3. Lack of financing: Universal jurisdiction cases can be very
expensive, as, for example, were the Pinochet extradition hearings
in the United Kingdom (although the costs of lawyers in the U.K are
much higher than in many other states). Fear that expenses will be
similarly high will deter many countries from initiating universal
jurisdiction cases even when the cost of litigation in their own
countries is likely to be much less than in the United Kingdom. In
addition to the expenses upon governments, victims and their
organizations can face insurmountable obstacles through the costs
of legal representation, travel, and other matters. To address the
latter in particular, some participants raised the possibility of
NGOs setting up some form of joint financing or a standing trust
fund to support casework.
4. Collection and preservation of evidence: Absence of evidence
or access to evidence in a country that wishes to exert universal
jurisdiction can impede successful litigation.
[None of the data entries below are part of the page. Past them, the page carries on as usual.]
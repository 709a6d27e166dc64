use serde::{Deserialize, Deserializer};
use std::{
    convert::Infallible,
    fmt::{Debug, Formatter},
    str::FromStr,
};

/// Bearer token sent with every API request.
#[derive(Clone, Eq, PartialEq, Hash)]
pub struct ApiToken(String);

impl ApiToken {
    #[must_use]
    pub fn new(token: String) -> Self {
        Self(token)
    }

    #[must_use]
    pub fn as_token_str(&self) -> &str {
        &self.0
    }
}

impl FromStr for ApiToken {
    type Err = Infallible;

    fn from_str(s: &str) -> Result<Self, Self::Err> {
        Ok(Self(s.trim().to_owned()))
    }
}

impl Debug for ApiToken {
    fn fmt(&self, f: &mut Formatter<'_>) -> std::fmt::Result {
        f.debug_tuple("ApiToken").field(&"[redacted]").finish()
    }
}

impl<'de> Deserialize<'de> for ApiToken {
    fn deserialize<D>(deserializer: D) -> Result<Self, D::Error>
    where
        D: Deserializer<'de>,
    {
        let inner = String::deserialize(deserializer)?;
        Ok(Self(inner.trim().to_owned()))
    }
}
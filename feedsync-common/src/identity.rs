//! Read side of the device's persistent identity store.
//!
//! The sync engine only ever reads the current user and workspace from here.
//! Writing belongs to the login flow of the host application.

use crate::model::{Id, InvalidIdError, WorkspaceMarker, user::UserMarker};
use std::{
    collections::HashMap,
    fmt::Display,
    sync::{PoisonError, RwLock},
};
use thiserror::Error;

#[derive(Copy, Clone, Eq, PartialEq, Ord, PartialOrd, Debug, Hash)]
pub enum IdentityKey {
    CurrentUserId,
    WorkspaceId,
}

impl IdentityKey {
    #[must_use]
    pub fn as_str(self) -> &'static str {
        match self {
            IdentityKey::CurrentUserId => "currentUserId",
            IdentityKey::WorkspaceId => "workspaceId",
        }
    }
}

impl Display for IdentityKey {
    fn fmt(&self, f: &mut std::fmt::Formatter<'_>) -> std::fmt::Result {
        f.write_str(self.as_str())
    }
}

pub trait IdentityStore: Send + Sync {
    fn get(&self, key: IdentityKey) -> Option<String>;
}

#[derive(Clone, Eq, PartialEq, Debug, Hash, Error)]
pub enum IdentityError {
    #[error("Identity value {0} is missing")]
    Missing(IdentityKey),
    #[error("Identity value {0} is invalid: {1}")]
    Invalid(IdentityKey, InvalidIdError),
}

impl IdentityError {
    #[must_use]
    pub fn key(&self) -> IdentityKey {
        match self {
            IdentityError::Missing(key) | IdentityError::Invalid(key, _) => *key,
        }
    }
}

/// The pair of ids every feed request is scoped to.
#[derive(Clone, Eq, PartialEq, Debug, Hash)]
pub struct Identity {
    pub user_id: Id<UserMarker>,
    pub workspace_id: Id<WorkspaceMarker>,
}

impl Identity {
    pub fn load(store: &dyn IdentityStore) -> Result<Self, IdentityError> {
        Ok(Self {
            user_id: read_id(store, IdentityKey::CurrentUserId)?,
            workspace_id: read_id(store, IdentityKey::WorkspaceId)?,
        })
    }
}

fn read_id<Marker>(store: &dyn IdentityStore, key: IdentityKey) -> Result<Id<Marker>, IdentityError> {
    let value = store
        .get(key)
        .filter(|value| !value.trim().is_empty())
        .ok_or(IdentityError::Missing(key))?;

    Id::new(value).map_err(|err| IdentityError::Invalid(key, err))
}

#[derive(Debug, Default)]
pub struct MemoryIdentityStore {
    values: RwLock<HashMap<IdentityKey, String>>,
}

impl MemoryIdentityStore {
    #[must_use]
    pub fn new() -> Self {
        Self::default()
    }

    #[must_use]
    pub fn with(self, key: IdentityKey, value: impl Into<String>) -> Self {
        self.set(key, value);
        self
    }

    pub fn set(&self, key: IdentityKey, value: impl Into<String>) {
        self.values
            .write()
            .unwrap_or_else(PoisonError::into_inner)
            .insert(key, value.into());
    }

    pub fn remove(&self, key: IdentityKey) {
        self.values
            .write()
            .unwrap_or_else(PoisonError::into_inner)
            .remove(&key);
    }
}

impl IdentityStore for MemoryIdentityStore {
    fn get(&self, key: IdentityKey) -> Option<String> {
        self.values
            .read()
            .unwrap_or_else(PoisonError::into_inner)
            .get(&key)
            .cloned()
    }
}
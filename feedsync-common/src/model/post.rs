use crate::model::{
    Id,
    user::{Author, UserMarker},
};
use time::OffsetDateTime;

#[derive(Copy, Clone, Eq, PartialEq, Ord, PartialOrd, Debug, Default, Hash)]
pub struct PostMarker;

#[derive(Clone, Eq, PartialEq, Debug, Hash)]
pub struct Post {
    pub id: Id<PostMarker>,
    pub author: Author,
    pub content: String,
    pub created_at: OffsetDateTime,
    pub media: Vec<MediaRef>,
    pub likes: LikeState,
    pub comment_count: u32,
    pub editable_by_me: bool,
}

impl Post {
    #[must_use]
    pub fn is_authored_by(&self, user_id: &Id<UserMarker>) -> bool {
        &self.author.id == user_id
    }

    /// Index of the first audio attachment, if the post carries one.
    #[must_use]
    pub fn audio_index(&self) -> Option<usize> {
        self.media.iter().position(MediaRef::is_audio)
    }
}

#[derive(Clone, Eq, PartialEq, Debug, Hash)]
pub enum MediaRef {
    Image { url: String },
    Audio { url: String, duration_ms: Option<u64> },
}

impl MediaRef {
    #[must_use]
    pub fn url(&self) -> &str {
        match self {
            MediaRef::Image { url } | MediaRef::Audio { url, .. } => url,
        }
    }

    #[must_use]
    pub fn is_audio(&self) -> bool {
        matches!(self, MediaRef::Audio { .. })
    }
}

/// Like counter together with the viewer's own like.
///
/// The count never goes below zero; a toggle moves it by at most one.
#[derive(Copy, Clone, Eq, PartialEq, Ord, PartialOrd, Debug, Default, Hash)]
pub struct LikeState {
    pub count: u32,
    pub liked_by_me: bool,
}

impl LikeState {
    #[must_use]
    pub fn new(count: u32, liked_by_me: bool) -> Self {
        Self { count, liked_by_me }
    }

    #[must_use]
    pub fn toggled(self) -> Self {
        if self.liked_by_me {
            Self {
                count: self.count.saturating_sub(1),
                liked_by_me: false,
            }
        } else {
            Self {
                count: self.count.saturating_add(1),
                liked_by_me: true,
            }
        }
    }
}

#[cfg(test)]
mod tests {
    use crate::model::post::LikeState;

    #[test]
    fn toggle_moves_count_by_one() {
        let unliked = LikeState::new(5, false);
        let liked = unliked.toggled();

        assert_eq!(liked, LikeState::new(6, true));
        assert_eq!(liked.toggled(), unliked);
    }

    #[test]
    fn unlike_never_goes_negative() {
        assert_eq!(LikeState::new(0, true).toggled(), LikeState::new(0, false));
    }
}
In part because of
lack of cooperation from the countries where the crime took place,
many universal jurisdiction cases have been based on the
availability of witness testimony in the forum jurisdiction. NGOs
have to weigh carefully the adequacy of such evidence, and the
likelihood of obtaining corroborating evidence, before proceedings
are launched.34 In addition, one participant raised the possibility
of recruiting volunteer legal services to identify and gather
testimony from, for example, immigrant and refugee communities in
potential forum jurisdictions. Attention then needs to be given to
the proper recording, preservation and storage of evidence in a
manner appropriate for use in criminal proceedings.
34 Supra, n.32.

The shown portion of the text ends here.